A novel nitric oxide releasing prostaglandin analog, NCX 125, reduces intraocular pressure in rabbit, dog, and primate models of glaucoma

• Published in: Journal of ocular pharmacology and therapeutics Vol. 26; no. 2; p. 125
• Main Authors: Borghi, Valentina, Bastia, Elena, Guzzetta, Massimiliano, Chiroli, Valerio, Toris, Carol B, Batugo, Minerva R, Carreiro, Samantha T, Chong, Wesley K M, Gale, David C, Kucera, David J, Jia, Liu, Prasanna, Ganesh, Ongini, Ennio, Krauss, Achim H P, Impagnatiello, Francesco
• Format: Journal Article
• Language: English
• Published: United States 01.04.2010
• Subjects: Animals; Antihypertensive Agents - pharmacology; Aqueous Humor - metabolism; Ciliary Body - metabolism; Cyclic GMP - metabolism; Disease Models, Animal; Dogs; Female; Glaucoma - drug therapy; Glaucoma - metabolism; Intraocular Pressure - drug effects; Iris - metabolism; Macaca fascicularis; Macrophages - drug effects; Macrophages - metabolism; Male; Nitric Oxide - metabolism; Nitric Oxide Synthase Type II - antagonists & inhibitors; Ocular Hypertension - drug therapy; Ocular Hypertension - metabolism; Ophthalmic Solutions - pharmacology; Prostaglandins F, Synthetic - chemical synthesis; Prostaglandins F, Synthetic - pharmacology; Prostaglandins, Synthetic - pharmacology; Rabbits; Tumor Cells, Cultured - drug effects; Tumor Cells, Cultured - metabolism
• ISSN: 1557-7732
• DOI: 10.1089/jop.2009.0120

Nitric oxide (NO) is involved in a variety of physiological processes including ocular aqueous humor dynamics by targeting mechanisms that are complementary to those of prostaglandins.

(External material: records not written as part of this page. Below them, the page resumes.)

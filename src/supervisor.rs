//! supervisor.rs
//!
//! Wires C1-C7, owns the root cancellation token, decides restore vs
//! normal startup, and runs the error-triage / reconciliation main loop
//! (C8).

use crate::cache::eventlog::{EventLog, DEFAULT_LOG_LIMIT};
use crate::cache::lru::LruCacheBuilder;
use crate::cache::service::{CacheService, MarkDumpedFn};
use crate::config::AppConfig;
use crate::consumer::broker::DurableBroker;
use crate::consumer::stream::StreamConsumer;
use crate::db::adapter::PgAdapter;
use crate::error::{AppError, AppResult};
use crate::http::handlers::HttpState;
use crate::storage::service::StorageService;
use crate::timestamp::TimestampKeeper;
use std::sync::Arc;
use tokio::sync::{mpsc, Mutex};
use tokio_util::sync::CancellationToken;
use tracing::{error, info, warn};

pub struct Supervisor {
    cfg: AppConfig,
    cancel: CancellationToken,
    storage: Arc<StorageService>,
    cache: Arc<CacheService>,
    consumer: Arc<StreamConsumer>,
    timestamps: TimestampKeeper,
    sync_trigger: Box<dyn Fn() + Send + Sync>,
    err_rx: Mutex<Option<mpsc::Receiver<AppError>>>,
}

impl Supervisor {
    /// Builds every component and wires their callbacks, but does not yet
    /// decide restore-vs-normal startup or open the broker subscription --
    /// see `run`.
    pub async fn bootstrap(cfg: AppConfig, broker: Arc<dyn DurableBroker>) -> AppResult<Arc<Self>> {
        let cancel = CancellationToken::new();
        let (err_tx, err_rx) = mpsc::channel(256);

        let db = Arc::new(PgAdapter::connect(&cfg.dbengine).await?);
        db.ping().await?;
        info!("AppSupervisor.bootstrap: database reachable");

        let storage = StorageService::new(db, cfg.storage_pool_size, err_tx.clone(), cancel.clone());
        let consumer = StreamConsumer::new(broker, err_tx.clone(), cancel.clone());
        consumer.set_storage_on_callback(storage.clone()).await;

        let event_log = Arc::new(EventLog::new(DEFAULT_LOG_LIMIT));
        let event_log_for_add = event_log.clone();
        let event_log_for_evict = event_log.clone();
        let storage_for_load = storage.clone();

        let lru = LruCacheBuilder::new(cfg.memcache.size, cfg.memcache.expiration_time)
            .on_add(move |k| {
                if let Err(e) = event_log_for_add.log_added(k.to_string()) {
                    error!(error = %e, "AppCache.MarkAdded: event log overflow");
                }
            })
            .on_evict(move |k| {
                if let Err(e) = event_log_for_evict.log_evicted(k.to_string()) {
                    error!(error = %e, "AppCache.MarkEvicted: event log overflow");
                }
            })
            .on_load(move |key| {
                let storage = storage_for_load.clone();
                Box::pin(async move { storage.fetch_order(&key).await.map(|o| o.raw_ord) })
            })
            .build();

        let cache = CacheService::new(lru, event_log, cancel.clone());
        cache.listen(storage.get_channel().await).await;
        cache.clone().run();

        let storage_for_dump = storage.clone();
        let mark_dumped: MarkDumpedFn = Arc::new(move |rx, tick_cancel| {
            storage_for_dump.mark_dumped(rx, tick_cancel);
        });
        let sync_trigger = Box::new(cache.get_cache_sync(cfg.timestamp_interval, mark_dumped));

        let timestamps = TimestampKeeper::at_default_path();

        Ok(Arc::new(Self {
            cfg,
            cancel,
            storage,
            cache,
            consumer,
            timestamps,
            sync_trigger,
            err_rx: Mutex::new(Some(err_rx)),
        }))
    }

    /// Start-mode decision, HTTP mount, and main loop. Runs until the root
    /// token is cancelled or a fatal DB-lost error is observed.
    pub async fn run(self: &Arc<Self>, http_router_state: HttpState) -> AppResult<()> {
        if self.timestamps.check_crashed() {
            let prev_ts = self.timestamps.get_previous_ts()?;
            info!(?prev_ts, "AppSupervisor.run: prior-crash timestamp found, restoring cache");
            let restore_window = self.cfg.timestamp_interval * 2u32;
            let (_restore_cancel, first_batch) =
                self.storage.restore_cache(self.cfg.restore_rec_limit, restore_window);
            let _ = first_batch.await;
            self.consumer.run_from_timestamp(prev_ts).await?;
        } else {
            info!("AppSupervisor.run: cold start");
            self.timestamps.make_new_ts_file()?;
            self.consumer.run().await?;
        }

        let router = crate::http::build_router(
            http_router_state,
            crate::http::metrics::MetricsState {
                handle: crate::metrics::install()?,
            },
        );
        let http_cfg = self.cfg.http_server.clone();
        let http_cancel = self.cancel.clone();
        tokio::spawn(async move {
            tokio::select! {
                res = crate::http::run_http_server(&http_cfg, router) => {
                    if let Err(e) = res {
                        error!(error = %e, "http server exited with error");
                    }
                }
                _ = http_cancel.cancelled() => {}
            }
        });

        self.main_loop().await
    }

    async fn main_loop(self: &Arc<Self>) -> AppResult<()> {
        let mut err_rx = self
            .err_rx
            .lock()
            .await
            .take()
            .expect("Supervisor::run called more than once");

        let mut ticker = tokio::time::interval(self.cfg.timestamp_interval);
        ticker.set_missed_tick_behavior(tokio::time::MissedTickBehavior::Delay);

        loop {
            tokio::select! {
                _ = self.cancel.cancelled() => {
                    info!("AppSupervisor.main_loop: shutdown requested");
                    break;
                }
                _ = ticker.tick() => {
                    (self.sync_trigger)();
                    if let Err(e) = self.timestamps.update_timestamp(std::time::SystemTime::now()) {
                        error!(error = %e, "AppSupervisor.main_loop: failed to update timestamp file");
                    }
                }
                maybe_err = err_rx.recv() => {
                    let Some(err) = maybe_err else { continue };
                    if matches!(err, AppError::DbConnectionLost) {
                        warn!("AppSupervisor.main_loop: DB connection lost, probing");
                        if self.storage.test_connection().await.is_err() {
                            error!("AppSupervisor.main_loop: DB connection lost, terminating");
                            self.shutdown().await;
                            return Err(AppError::DbConnectionLost);
                        }
                    } else {
                        warn!(error = %err, "AppSupervisor.main_loop: non-fatal error");
                    }
                }
            }
        }

        self.shutdown().await;
        Ok(())
    }

    /// Cancels the root token and drains consumer then storage, in order.
    pub async fn shutdown(&self) {
        self.cancel.cancel();
        let _ = self.consumer.disconnect().await;
        self.storage.disconnect().await;
    }

    pub fn cache(&self) -> Arc<CacheService> {
        self.cache.clone()
    }

    pub fn cancellation(&self) -> CancellationToken {
        self.cancel.clone()
    }
}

Here, we have characterized a newly synthesized compound, NCX 125, comprising latanoprost acid and NO-donating moieties. NCX 125 was synthesized and tested in vitro for its ability to release functionally active NO and then compared with core latanoprost for its intraocular pressure (IOP)-lowering effects in rabbit, dog, and nonhuman primate models of glaucoma. NCX 125 elicited cGMP formation (EC(50) = 3.8 + or - 1.0 microM) in PC12 cells and exerted NO-dependent iNOS inhibition (IC(50) = 55 + or - 11 microM) in RAW 264.7 macrophages. NCX 125 lowered IOP to a greater extent compared with equimolar latanoprost in: (a) rabbit model of transient ocular hypertension (0.030% latanoprost, not effective; 0.039% NCX 125, Delta(max) = -10.6 + or - 2.3 mm Hg), (b) ocular hypertensive glaucomatous dogs (0.030% latanoprost, Delta(max)= -6.7 + or - 1.2 mm Hg; 0.039% NCX 125, Delta(max) = -9.1 + or - 3.1 mm Hg), and (c) laser-induced ocular hypertensive non-human primates (0.10% latanoprost, Delta(max) = -11.9 + or - 3.7 mm Hg, 0.13% NCX 125, Delta(max) = -16.7 + or - 2.2 mm Hg). In pharmacokinetic studies, NCX 125 and latanoprost resulted in similar latanoprost-free acid exposure in anterior segment ocular tissues. NCX 125, a compound targeting 2 different mechanisms, is endowed with potent ocular hypotensive effects. This may lead to potential new perspectives in the treatment of patients at risk of glaucoma.